### WORK REQUIRED
Please restate, exactly as written, the lines running from the beginning of the material through the line that has "use serde::Deserialize;" in it.

### PROVIDED RECORDS
++++++

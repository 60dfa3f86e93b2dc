//! Build script for tracker preset validation
//!
//! This script runs at compile time and checks every JSON preset under
//! `presets/` against the same limits `TrackerConfig::validate` enforces.

// Include the shared tracker constants
#[path = "src/tracker_constants.rs"]
mod tracker_constants;

use serde::Deserialize;
use std::collections::BTreeMap;
use std::fs;
use std::path::Path;
use tracker_constants::Limits;

#[derive(Debug, Default, Deserialize)]
#[serde(default)]
struct Axes {
    pitch: Option<f32>,
    yaw: Option<f32>,
    roll: Option<f32>,
}

#[derive(Debug, Default, Deserialize)]
#[serde(default)]
struct Preset {
    calibration: BTreeMap<String, f64>,
    pipeline: BTreeMap<String, serde_json::Value>,
    head: HeadPreset,
    body: BodyPreset,
}

#[derive(Debug, Default, Deserialize)]
#[serde(default)]
struct HeadPreset {
    sensitivity: Axes,
}

#[derive(Debug, Default, Deserialize)]
#[serde(default)]
struct BodyPreset {
    torso: Axes,
    arms: Axes,
    forearms: Axes,
    shoulder_sensitivity: Option<f32>,
}

/// Validate a single preset, collecting every problem
fn validate_preset(preset: &Preset) -> Vec<String> {
    let mut errors = Vec::new();

    for (name, value) in &preset.calibration {
        let checked = match name.as_str() {
            "duration_ms" | "sample_interval_ms" => Limits::check_positive_ms(name, *value),
            "retry_delay_ms" | "completion_notice_ms" => Limits::check_delay_ms(name, *value),
            other => Err(format!("unknown calibration field '{}'", other)),
        };
        errors.extend(checked.err());
    }

    for (name, value) in &preset.pipeline {
        let checked = match (name.as_str(), value.as_f64()) {
            ("auto_start_delay_ms", Some(ms)) => Limits::check_delay_ms(name, ms),
            ("detection_timeout_ms", Some(ms)) => Limits::check_positive_ms(name, ms),
            ("auto_start_delay_ms" | "detection_timeout_ms", None) => Err(format!("{} must be a number", name)),
            _ => Ok(()),
        };
        errors.extend(checked.err());
    }

    let axes = [
        ("head", &preset.head.sensitivity),
        ("torso", &preset.body.torso),
        ("arms", &preset.body.arms),
        ("forearms", &preset.body.forearms),
    ];
    for (joint, axes) in axes {
        for (axis, value) in [("pitch", axes.pitch), ("yaw", axes.yaw), ("roll", axes.roll)] {
            if let Some(v) = value {
                errors.extend(Limits::check_sensitivity(&format!("{}.{}", joint, axis), v).err());
            }
        }
    }
    if let Some(v) = preset.body.shoulder_sensitivity {
        errors.extend(Limits::check_sensitivity("shoulders", v).err());
    }

    errors
}

/// Validate a preset file
fn validate_preset_file(path: &Path) -> Result<(), String> {
    let contents = fs::read_to_string(path)
        .map_err(|e| format!("Failed to read {}: {}", path.display(), e))?;

    let preset: Preset = serde_json::from_str(&contents)
        .map_err(|e| format!("Failed to parse {}: {}", path.display(), e))?;

    let errors = validate_preset(&preset);
    if errors.is_empty() {
        println!("cargo:warning=✓ {} validated", path.display());
        Ok(())
    } else {
        Err(format!(
            "Preset '{}' is out of range:\n  {}",
            path.display(),
            errors.join("\n  ")
        ))
    }
}

fn main() {
    let preset_dir = Path::new("presets");

    // Rerun if shared constants change
    println!("cargo:rerun-if-changed=src/tracker_constants.rs");

    if !preset_dir.exists() {
        println!("cargo:warning=Preset directory not found, skipping validation");
        return;
    }

    let mut has_errors = false;

    if let Ok(entries) = fs::read_dir(preset_dir) {
        for entry in entries.flatten() {
            let path = entry.path();
            if path.extension().is_some_and(|ext| ext == "json") {
                println!("cargo:rerun-if-changed={}", path.display());

                if let Err(e) = validate_preset_file(&path) {
                    println!("cargo:warning=VALIDATION ERROR: {}", e);
                    has_errors = true;
                }
            }
        }
    }

    if has_errors {
        panic!("Preset validation failed! Fix the values in presets/.");
    }

    // Rerun if the presets directory changes
    println!("cargo:rerun-if-changed={}", preset_dir.display());
}
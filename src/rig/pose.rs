use super::bone::RigBone;
use super::RigMapping;
use crate::angles::{JointAngles, Sides};
use crate::frame::PoseFrame;
use glam::{Quat, Vec3};
use static_assertions::const_assert;

// One bit per bone in ChangeMask
const_assert!(RigBone::COUNT <= 16);

/// Bitset of bones whose transform changed since the last upload.
/// Bit i corresponds to the RigBone with index i.
#[derive(Debug, Clone, Copy, Default, PartialEq, Eq)]
pub struct ChangeMask(u16);

impl ChangeMask {
    #[inline]
    pub fn with_marked(self, bone: RigBone) -> Self {
        Self(self.0 | (1 << bone.index()))
    }

    #[inline]
    pub fn contains(self, bone: RigBone) -> bool {
        self.0 & (1 << bone.index()) != 0
    }

    pub fn is_empty(self) -> bool {
        self.0 == 0
    }

    pub fn bones(self) -> impl Iterator<Item = RigBone> {
        RigBone::ALL.into_iter().filter(move |b| self.contains(*b))
    }
}

/// Local transforms for the driven avatar bones.
///
/// Updated through a functional API: each `with_*` call returns a new pose
/// and marks the touched bones in `changed`.
#[derive(Debug, Clone, Copy, PartialEq)]
pub struct RigPose {
    /// Local rotation for each bone (relative to its rest pose)
    pub local_rotations: [Quat; RigBone::COUNT],

    /// Vertical eye scale; shrinks to fake a blink
    pub eye_scales: Sides<f32>,

    /// Hand positions in scene space, when the wrists were tracked
    pub hand_positions: Option<Sides<Vec3>>,

    pub changed: ChangeMask,
}

impl Default for RigPose {
    fn default() -> Self {
        Self::rest_pose()
    }
}

impl RigPose {
    /// All rotations identity, eyes open
    pub fn rest_pose() -> Self {
        Self {
            local_rotations: [Quat::IDENTITY; RigBone::COUNT],
            eye_scales: Sides::new(1.0, 1.0),
            hand_positions: None,
            changed: ChangeMask::default(),
        }
    }

    /// Build a pose for one frame starting from rest
    pub fn from_frame(frame: &PoseFrame, mapping: &RigMapping) -> Self {
        Self::rest_pose().with_frame(frame, mapping)
    }

    pub fn rotation(&self, bone: RigBone) -> Quat {
        self.local_rotations[bone.index()]
    }

    /// Return a new pose with the specified bone rotation (Functional Set)
    pub fn with_rotation(self, bone: RigBone, rotation: Quat) -> Self {
        let mut new_pose = self;
        if new_pose.local_rotations[bone.index()] != rotation {
            new_pose.local_rotations[bone.index()] = rotation;
            new_pose.changed = new_pose.changed.with_marked(bone);
        }
        new_pose
    }

    pub fn with_eye_scales(self, scales: Sides<f32>) -> Self {
        let mut new_pose = self;
        if new_pose.eye_scales != scales {
            new_pose.eye_scales = scales;
            new_pose.changed = new_pose
                .changed
                .with_marked(RigBone::LeftEye)
                .with_marked(RigBone::RightEye);
        }
        new_pose
    }

    pub fn with_hand_positions(self, positions: Sides<Vec3>) -> Self {
        let mut new_pose = self;
        if new_pose.hand_positions != Some(positions) {
            new_pose.hand_positions = Some(positions);
            new_pose.changed = new_pose
                .changed
                .with_marked(RigBone::LeftHand)
                .with_marked(RigBone::RightHand);
        }
        new_pose
    }

    /// Clear the change mask after the renderer has consumed the pose
    pub fn with_changes_cleared(self) -> Self {
        Self {
            changed: ChangeMask::default(),
            ..self
        }
    }

    /// Apply a calibrated frame. Bones whose joint was not tracked this frame
    /// keep their previous transform.
    pub fn with_frame(self, frame: &PoseFrame, mapping: &RigMapping) -> Self {
        let tracked = &frame.tracked;
        let euler = |angles: JointAngles, gains: Vec3| angles.mul_axes(gains).to_quat();
        let paired = |pose: Self, bones: Sides<RigBone>, rotations: Sides<Quat>, on: Sides<bool>| {
            [(bones.left, rotations.left, on.left), (bones.right, rotations.right, on.right)]
                .into_iter()
                .filter(|(_, _, on)| *on)
                .fold(pose, |pose, (bone, rotation, _)| pose.with_rotation(bone, rotation))
        };

        let mut pose = self;

        if tracked.head {
            pose = pose.with_rotation(RigBone::Head, euler(frame.head, mapping.head));
        }
        if tracked.torso {
            pose = pose.with_rotation(RigBone::Spine, euler(frame.torso, mapping.spine));
        }

        pose = paired(
            pose,
            Sides::new(RigBone::LeftShoulder, RigBone::RightShoulder),
            frame.shoulders.map(|a| Quat::from_rotation_y(a * mapping.shoulder_yaw)),
            tracked.shoulders,
        );
        pose = paired(
            pose,
            Sides::new(RigBone::LeftUpperArm, RigBone::RightUpperArm),
            frame.arms.map(|a| euler(a, mapping.arms)),
            tracked.arms,
        );
        pose = paired(
            pose,
            Sides::new(RigBone::LeftForearm, RigBone::RightForearm),
            frame.forearms.map(|a| euler(a, mapping.forearms)),
            tracked.forearms,
        );

        if let Some(face) = &frame.face {
            let jaw = Quat::from_rotation_x(face.jaw_open * mapping.jaw);
            let scale = |closed: bool| {
                if closed {
                    mapping.eye_closed_scale
                } else {
                    1.0
                }
            };
            pose = pose
                .with_rotation(RigBone::Jaw, jaw)
                .with_eye_scales(face.eye_closed.map(scale));
        }

        if let Some(wrists) = frame.wrists {
            pose = pose.with_hand_positions(wrists.map(|w| w * mapping.hand_axes));
        }

        pose
    }

    /// Rotations as a flat [x, y, z, w] buffer in `RigBone` order
    pub fn rotation_buffer(&self) -> &[f32] {
        bytemuck::cast_slice(&self.local_rotations)
    }
}

#[cfg(test)]
mod tests {
    use super::*;
    use crate::estimator::FaceExpression;
    use crate::frame::TrackedJoints;
    use glam::EulerRot;
    use wasm_bindgen_test::*;

    fn tracked_frame() -> PoseFrame {
        let both = Sides::new(true, true);
        PoseFrame {
            head: JointAngles::new(0.1, 0.2, 0.3),
            torso: JointAngles::new(0.3, 0.0, 0.2),
            shoulders: Sides::new(0.25, -0.25),
            arms: Sides::new(JointAngles::new(0.4, 0.0, 0.0), JointAngles::ZERO),
            tracked: TrackedJoints {
                head: true,
                torso: true,
                shoulders: both,
                arms: both,
                forearms: both,
            },
            ..Default::default()
        }
    }

    #[test]
    #[wasm_bindgen_test]
    fn test_head_rotation_is_negated() {
        let pose = RigPose::from_frame(&tracked_frame(), &RigMapping::default());
        let expected = Quat::from_euler(EulerRot::XYZ, -0.1, -0.2, -0.3);
        assert!(pose.rotation(RigBone::Head).abs_diff_eq(expected, 1e-6));
    }

    #[test]
    #[wasm_bindgen_test]
    fn test_shoulder_yaw_is_doubled() {
        let pose = RigPose::from_frame(&tracked_frame(), &RigMapping::default());
        let expected = Quat::from_rotation_y(0.5);
        assert!(pose.rotation(RigBone::LeftShoulder).abs_diff_eq(expected, 1e-6));
    }

    #[test]
    #[wasm_bindgen_test]
    fn test_forearms_off_by_default() {
        let mut frame = tracked_frame();
        frame.forearms = Sides::new(JointAngles::new(0.5, 0.5, 0.5), JointAngles::ZERO);
        let pose = RigPose::from_frame(&frame, &RigMapping::default());
        assert_eq!(pose.rotation(RigBone::LeftForearm), Quat::IDENTITY);
    }

    #[test]
    #[wasm_bindgen_test]
    fn test_untracked_body_keeps_previous_rotation() {
        let mapping = RigMapping::default();
        let pose = RigPose::from_frame(&tracked_frame(), &mapping).with_changes_cleared();
        let arm = pose.rotation(RigBone::LeftUpperArm);

        let head_only = PoseFrame {
            tracked: TrackedJoints {
                head: true,
                ..Default::default()
            },
            ..Default::default()
        };
        let pose = pose.with_frame(&head_only, &mapping);
        assert_eq!(pose.rotation(RigBone::LeftUpperArm), arm);
        assert!(pose.changed.contains(RigBone::Head));
        assert!(!pose.changed.contains(RigBone::LeftUpperArm));
    }

    #[test]
    #[wasm_bindgen_test]
    fn test_lost_joint_keeps_its_bone() {
        let mapping = RigMapping::default();
        let pose = RigPose::from_frame(&tracked_frame(), &mapping).with_changes_cleared();
        let spine = pose.rotation(RigBone::Spine);
        assert_ne!(spine, Quat::IDENTITY);

        // Torso and the right arm lost, everything else still tracked
        let mut frame = tracked_frame();
        frame.torso = JointAngles::ZERO;
        frame.arms.left = JointAngles::new(0.1, 0.0, 0.0);
        frame.arms.right = JointAngles::ZERO;
        frame.tracked.torso = false;
        frame.tracked.arms.right = false;
        let right_arm = pose.rotation(RigBone::RightUpperArm);

        let pose = pose.with_frame(&frame, &mapping);
        assert_eq!(pose.rotation(RigBone::Spine), spine);
        assert_eq!(pose.rotation(RigBone::RightUpperArm), right_arm);
        assert!(!pose.changed.contains(RigBone::Spine));
        assert!(pose.changed.contains(RigBone::LeftUpperArm));
    }

    #[test]
    #[wasm_bindgen_test]
    fn test_blink_and_jaw() {
        let frame = PoseFrame {
            face: Some(FaceExpression {
                jaw_open: 0.6,
                eye_closed: Sides::new(true, false),
                ..Default::default()
            }),
            ..Default::default()
        };
        let pose = RigPose::from_frame(&frame, &RigMapping::default());

        assert_eq!(pose.eye_scales, Sides::new(0.2, 1.0));
        assert!(pose.rotation(RigBone::Jaw).abs_diff_eq(Quat::from_rotation_x(-0.6), 1e-6));
    }

    #[test]
    #[wasm_bindgen_test]
    fn test_wrists_flip_y_and_z() {
        let frame = PoseFrame {
            wrists: Some(Sides::new(Vec3::new(0.3, 0.5, 0.1), Vec3::new(0.7, 0.5, -0.1))),
            ..Default::default()
        };
        let pose = RigPose::from_frame(&frame, &RigMapping::default());
        let hands = pose.hand_positions.unwrap();
        assert_eq!(hands.left, Vec3::new(0.3, -0.5, -0.1));
        assert_eq!(hands.right, Vec3::new(0.7, -0.5, 0.1));
    }

    #[test]
    #[wasm_bindgen_test]
    fn test_rotation_buffer_layout() {
        let pose = RigPose::rest_pose().with_rotation(RigBone::Spine, Quat::from_rotation_z(1.0));
        let buffer = pose.rotation_buffer();

        assert_eq!(buffer.len(), RigBone::COUNT * 4);
        let spine = RigBone::Spine.index() * 4;
        let q = pose.rotation(RigBone::Spine);
        assert_eq!(&buffer[spine..spine + 4], &[q.x, q.y, q.z, q.w]);
        // Head untouched: identity
        assert_eq!(&buffer[0..4], &[0.0, 0.0, 0.0, 1.0]);
    }
}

++++++

### RESPONSE
repository 60dfa3f86e93b2dc
//! Build script for tracker preset validation
//!
//! This script runs at compile time and checks every JSON preset under
//! `presets/` against the same limits `TrackerConfig::validate` enforces.

// Include the shared tracker constants
#[path = "src/tracker_constants.rs"]
mod tracker_constants;

use serde::Deserialize;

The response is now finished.